┌────────

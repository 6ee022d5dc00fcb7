//! Per-record evaluation of compiled expressions.

use crate::expression::error::{EvalError, EvalResult};
use crate::expression::expr::{Case, Condition, Expression, FunctionCall};
use crate::expression::operator::CompareOp;
use crate::expression::pattern::{compile_like, compile_regexp, is_zero_value};
use crate::record::Record;
use regex::Regex;
use std::borrow::Cow;

/// Evaluates expressions against one record
pub struct RecordEvaluator<'a> {
    record: &'a Record,
    strict: bool,
}

impl<'a> RecordEvaluator<'a> {
    pub fn new(record: &'a Record, strict: bool) -> Self {
        Self { record, strict }
    }

    /// Evaluate an expression to its string value
    pub fn evaluate(&self, expr: &Expression) -> EvalResult<String> {
        match expr {
            Expression::Attribute(name) => self.lookup(name).map(str::to_string),
            Expression::Constant(value) => Ok(value.clone()),
            Expression::FunctionCall(call) => self.evaluate_call(call),
            Expression::Condition(cond) => Ok(self.evaluate_condition(cond)?.to_string()),
            Expression::Case(case) => self.evaluate_case(case),
            Expression::None => Ok(String::new()),
        }
    }

    /// Evaluate a condition tree with short-circuit AND / OR
    pub fn evaluate_condition(&self, cond: &Condition) -> EvalResult<bool> {
        let op = cond.op();
        match op {
            CompareOp::And => {
                if !self.evaluate_branch(cond.left(), op)? {
                    return Ok(false);
                }
                self.evaluate_branch(cond.right(), op)
            }
            CompareOp::Or => {
                if self.evaluate_branch(cond.left(), op)? {
                    return Ok(true);
                }
                self.evaluate_branch(cond.right(), op)
            }
            _ => self.evaluate_comparison(cond),
        }
    }

    fn evaluate_branch(&self, expr: &Expression, op: CompareOp) -> EvalResult<bool> {
        match expr {
            Expression::Condition(cond) => self.evaluate_condition(cond),
            other => Err(EvalError::MalformedCondition(format!(
                "{} operand is a {:?}, not a condition",
                op,
                other.kind()
            ))),
        }
    }

    fn evaluate_comparison(&self, cond: &Condition) -> EvalResult<bool> {
        let op = cond.op();
        let left = self.evaluate(cond.left())?;

        if let Expression::None = cond.right() {
            return match op {
                CompareOp::Eq => Ok(is_zero_value(&left)),
                CompareOp::NotEq => Ok(!is_zero_value(&left)),
                other => Err(EvalError::MalformedCondition(format!(
                    "{} has no right operand",
                    other
                ))),
            };
        }

        let right = self.evaluate(cond.right())?;
        match op {
            CompareOp::Eq => Ok(left == right),
            CompareOp::NotEq => Ok(left != right),
            CompareOp::Lt => Ok(parse_number(op, &left)? < parse_number(op, &right)?),
            CompareOp::Gt => Ok(parse_number(op, &left)? > parse_number(op, &right)?),
            CompareOp::Regexp | CompareOp::NotRegexp | CompareOp::Like | CompareOp::NotLike => {
                let pattern = match &cond.comparator().pattern {
                    Some(pattern) => Cow::Borrowed(pattern),
                    None => Cow::Owned(compile_dynamic(op, &right)?),
                };
                // REGEXP is a substring search; LIKE patterns are anchored
                let matched = pattern.is_match(&left);
                Ok(matched != op.is_negated_pattern())
            }
            CompareOp::And | CompareOp::Or => Err(EvalError::MalformedCondition(format!(
                "{} reached comparison evaluation",
                op
            ))),
        }
    }

    fn evaluate_call(&self, call: &FunctionCall) -> EvalResult<String> {
        let params = call
            .args
            .iter()
            .map(|arg| self.evaluate(arg))
            .collect::<EvalResult<Vec<_>>>()?;
        call.function
            .process(&params)
            .map_err(|source| EvalError::Function {
                name: call.name().to_string(),
                source,
            })
    }

    fn evaluate_case(&self, case: &Case) -> EvalResult<String> {
        for (condition, result) in &case.branches {
            if self.evaluate_condition(condition)? {
                return self.evaluate(result);
            }
        }
        self.evaluate(&case.else_expr)
    }

    /// Look up an attribute; an absent key is an error only in strict mode
    fn lookup(&self, name: &str) -> EvalResult<&'a str> {
        match self.record.get(name) {
            Some(value) => Ok(value),
            None if self.strict => Err(EvalError::MissingAttribute {
                name: name.to_string(),
            }),
            None => Ok(""),
        }
    }
}

fn parse_number(op: CompareOp, value: &str) -> EvalResult<f64> {
    value
        .parse::<f64>()
        .map_err(|_| EvalError::NonNumericOperand {
            op,
            value: value.to_string(),
        })
}

fn compile_dynamic(op: CompareOp, pattern: &str) -> EvalResult<Regex> {
    let compiled = if op.is_like() {
        compile_like(pattern)
    } else {
        compile_regexp(pattern)
    };
    compiled.map_err(|e| EvalError::InvalidPattern {
        op,
        pattern: pattern.to_string(),
        message: e.to_string(),
    })
}

#[cfg(test)]
mod tests {
    use super::*;
    use crate::expression::expr::Comparator;
    use crate::function::{Function, FunctionError, FunctionRegistry, FunctionResult};

    fn record(pairs: &[(&str, &str)]) -> Record {
        pairs.iter().map(|(k, v)| (k.to_string(), v.to_string())).collect()
    }

    fn compare(left: Expression, op: CompareOp, right: Expression) -> Condition {
        Condition::compare(left, Comparator::new(op), right).unwrap()
    }

    fn attr_vs(name: &str, op: CompareOp, value: &str) -> Condition {
        compare(Expression::attribute(name), op, Expression::constant(value))
    }

    /// Fails every call, to prove an operand was never evaluated
    struct Explode;

    impl Function for Explode {
        fn init(&mut self, _params: &[String]) -> FunctionResult<()> {
            Ok(())
        }

        fn process(&self, _params: &[String]) -> FunctionResult<String> {
            Err(FunctionError::Failed {
                function: "explode".to_string(),
                message: "evaluated".to_string(),
            })
        }

        fn name(&self) -> &str {
            "explode"
        }
    }

    fn exploding_condition() -> Condition {
        let call = Expression::FunctionCall(FunctionCall::new(Box::new(Explode), vec![]));
        Condition::truthy(call).unwrap()
    }

    #[test]
    fn test_attribute_lookup() {
        let rec = record(&[("a", "1"), ("empty", "")]);
        let strict = RecordEvaluator::new(&rec, true);
        assert_eq!(strict.evaluate(&Expression::attribute("a")).unwrap(), "1");
        assert_eq!(strict.evaluate(&Expression::attribute("empty")).unwrap(), "");
        assert_eq!(
            strict.evaluate(&Expression::attribute("missing")),
            Err(EvalError::MissingAttribute {
                name: "missing".to_string()
            })
        );

        let lenient = RecordEvaluator::new(&rec, false);
        assert_eq!(lenient.evaluate(&Expression::attribute("missing")).unwrap(), "");
    }

    #[test]
    fn test_zero_value_tests() {
        let rec = record(&[("zero", "0"), ("float", "0.0"), ("empty", ""), ("one", "0.1")]);
        let eval = RecordEvaluator::new(&rec, true);

        for name in ["zero", "float", "empty"] {
            let truthy = Condition::truthy(Expression::attribute(name)).unwrap();
            let falsy = Condition::falsy(Expression::attribute(name)).unwrap();
            assert!(!eval.evaluate_condition(&truthy).unwrap(), "{}", name);
            assert!(eval.evaluate_condition(&falsy).unwrap(), "{}", name);
        }

        let truthy = Condition::truthy(Expression::attribute("one")).unwrap();
        assert!(eval.evaluate_condition(&truthy).unwrap());
    }

    #[test]
    fn test_string_equality() {
        let rec = record(&[("n", "1.0")]);
        let eval = RecordEvaluator::new(&rec, true);
        assert!(!eval
            .evaluate_condition(&attr_vs("n", CompareOp::Eq, "1"))
            .unwrap());
        assert!(eval
            .evaluate_condition(&attr_vs("n", CompareOp::NotEq, "1"))
            .unwrap());
        assert!(eval
            .evaluate_condition(&attr_vs("n", CompareOp::Eq, "1.0"))
            .unwrap());
    }

    #[test]
    fn test_numeric_ordering() {
        let rec = record(&[("n", "10"), ("s", "abc")]);
        let eval = RecordEvaluator::new(&rec, true);
        assert!(eval.evaluate_condition(&attr_vs("n", CompareOp::Gt, "9")).unwrap());
        assert!(!eval.evaluate_condition(&attr_vs("n", CompareOp::Lt, "9")).unwrap());
        assert!(eval.evaluate_condition(&attr_vs("n", CompareOp::Lt, "1e3")).unwrap());

        assert_eq!(
            eval.evaluate_condition(&attr_vs("s", CompareOp::Gt, "1")),
            Err(EvalError::NonNumericOperand {
                op: CompareOp::Gt,
                value: "abc".to_string()
            })
        );
        assert!(matches!(
            eval.evaluate_condition(&attr_vs("n", CompareOp::Lt, "x")),
            Err(EvalError::NonNumericOperand { .. })
        ));
    }

    #[test]
    fn test_dynamic_patterns() {
        let rec = record(&[("msg", "disk error on sda"), ("pat", "err"), ("like", "disk%")]);
        let eval = RecordEvaluator::new(&rec, true);

        let regexp = compare(
            Expression::attribute("msg"),
            CompareOp::Regexp,
            Expression::attribute("pat"),
        );
        assert!(eval.evaluate_condition(&regexp).unwrap());

        let not_regexp = compare(
            Expression::attribute("msg"),
            CompareOp::NotRegexp,
            Expression::attribute("pat"),
        );
        assert!(!eval.evaluate_condition(&not_regexp).unwrap());

        let like = compare(
            Expression::attribute("msg"),
            CompareOp::Like,
            Expression::attribute("like"),
        );
        assert!(eval.evaluate_condition(&like).unwrap());

        let not_like = attr_vs("msg", CompareOp::NotLike, "err");
        assert!(eval.evaluate_condition(&not_like).unwrap());
    }

    #[test]
    fn test_precompiled_pattern_is_used() {
        let rec = record(&[("msg", "abc")]);
        let eval = RecordEvaluator::new(&rec, true);
        // The stored pattern wins over the right operand's text
        let cond = Condition::compare(
            Expression::attribute("msg"),
            Comparator::with_pattern(CompareOp::Regexp, Regex::new("^a").unwrap()),
            Expression::constant("zzz"),
        )
        .unwrap();
        assert!(eval.evaluate_condition(&cond).unwrap());
    }

    #[test]
    fn test_bad_dynamic_pattern() {
        let rec = record(&[("msg", "abc"), ("pat", "(")]);
        let eval = RecordEvaluator::new(&rec, true);
        let cond = compare(
            Expression::attribute("msg"),
            CompareOp::Regexp,
            Expression::attribute("pat"),
        );
        assert!(matches!(
            eval.evaluate_condition(&cond),
            Err(EvalError::InvalidPattern { .. })
        ));
    }

    #[test]
    fn test_and_short_circuit() {
        let rec = record(&[("a", "0")]);
        let eval = RecordEvaluator::new(&rec, true);

        let left = Condition::truthy(Expression::attribute("a")).unwrap();
        let cond = Condition::logical(CompareOp::And, left, exploding_condition()).unwrap();
        assert_eq!(eval.evaluate_condition(&cond), Ok(false));

        let left = Condition::falsy(Expression::attribute("a")).unwrap();
        let cond = Condition::logical(CompareOp::And, left, exploding_condition()).unwrap();
        assert!(matches!(
            eval.evaluate_condition(&cond),
            Err(EvalError::Function { .. })
        ));
    }

    #[test]
    fn test_or_short_circuit() {
        let rec = record(&[("a", "1")]);
        let eval = RecordEvaluator::new(&rec, true);

        let left = Condition::truthy(Expression::attribute("a")).unwrap();
        let cond = Condition::logical(CompareOp::Or, left, exploding_condition()).unwrap();
        assert_eq!(eval.evaluate_condition(&cond), Ok(true));

        let left = Condition::falsy(Expression::attribute("a")).unwrap();
        let cond = Condition::logical(CompareOp::Or, left, exploding_condition()).unwrap();
        assert!(eval.evaluate_condition(&cond).is_err());
    }

    #[test]
    fn test_function_arguments() {
        let registry = FunctionRegistry::with_builtins();
        let rec = record(&[("a", "x"), ("n", "5")]);
        let eval = RecordEvaluator::new(&rec, true);

        let call = FunctionCall::new(
            registry.resolve("concat").unwrap(),
            vec![
                Expression::attribute("a"),
                Expression::constant(":"),
                Expression::Condition(attr_vs("n", CompareOp::Gt, "3")),
                Expression::constant(":"),
                Expression::Condition(attr_vs("n", CompareOp::Eq, "3")),
            ],
        );
        assert_eq!(
            eval.evaluate(&Expression::FunctionCall(call)).unwrap(),
            "x:true:false"
        );
    }

    #[test]
    fn test_function_failure_names_function() {
        let rec = record(&[]);
        let eval = RecordEvaluator::new(&rec, true);
        let call = Expression::FunctionCall(FunctionCall::new(Box::new(Explode), vec![]));
        let err = eval.evaluate(&call).unwrap_err();
        assert_eq!(err.to_string(), "function explode failed: explode: evaluated");
    }

    #[test]
    fn test_case_dispatch() {
        let case = Case::new(
            vec![
                (attr_vs("status", CompareOp::Eq, "1"), Expression::constant("ok")),
                (attr_vs("status", CompareOp::Eq, "2"), Expression::attribute("status")),
            ],
            Expression::constant("bad"),
        );
        let expr = Expression::Case(case);

        let rec = record(&[("status", "1")]);
        assert_eq!(RecordEvaluator::new(&rec, true).evaluate(&expr).unwrap(), "ok");
        let rec = record(&[("status", "2")]);
        assert_eq!(RecordEvaluator::new(&rec, true).evaluate(&expr).unwrap(), "2");
        let rec = record(&[("status", "3")]);
        assert_eq!(RecordEvaluator::new(&rec, true).evaluate(&expr).unwrap(), "bad");
    }

    #[test]
    fn test_case_branch_error_propagates() {
        let case = Case::new(
            vec![(attr_vs("missing", CompareOp::Eq, "1"), Expression::constant("ok"))],
            Expression::constant("bad"),
        );
        let rec = record(&[]);
        assert!(RecordEvaluator::new(&rec, true)
            .evaluate(&Expression::Case(case))
            .is_err());
    }
}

└────────

*EXERCISE GOAL:*
Restate word for word the lines of the data above, starting at the line containing "let right = self.evaluate(cond.right())?;" and ending at the line containing "let matched = pattern.is_match(&left);", both included, and nothing more.

*RESPONSE:*
        let right = self.evaluate(cond.right())?;
        match op {
            CompareOp::Eq => Ok(left == right),
            CompareOp::NotEq => Ok(left != right),
            CompareOp::Lt => Ok(parse_number(op, &left)? < parse_number(op, &right)?),
            CompareOp::Gt => Ok(parse_number(op, &left)? > parse_number(op, &right)?),
            CompareOp::Regexp | CompareOp::NotRegexp | CompareOp::Like | CompareOp::NotLike => {
                let pattern = match &cond.comparator().pattern {
                    Some(pattern) => Cow::Borrowed(pattern),
                    None => Cow::Owned(compile_dynamic(op, &right)?),
                };
                // REGEXP is a substring search; LIKE patterns are anchored
                let matched = pattern.is_match(&left);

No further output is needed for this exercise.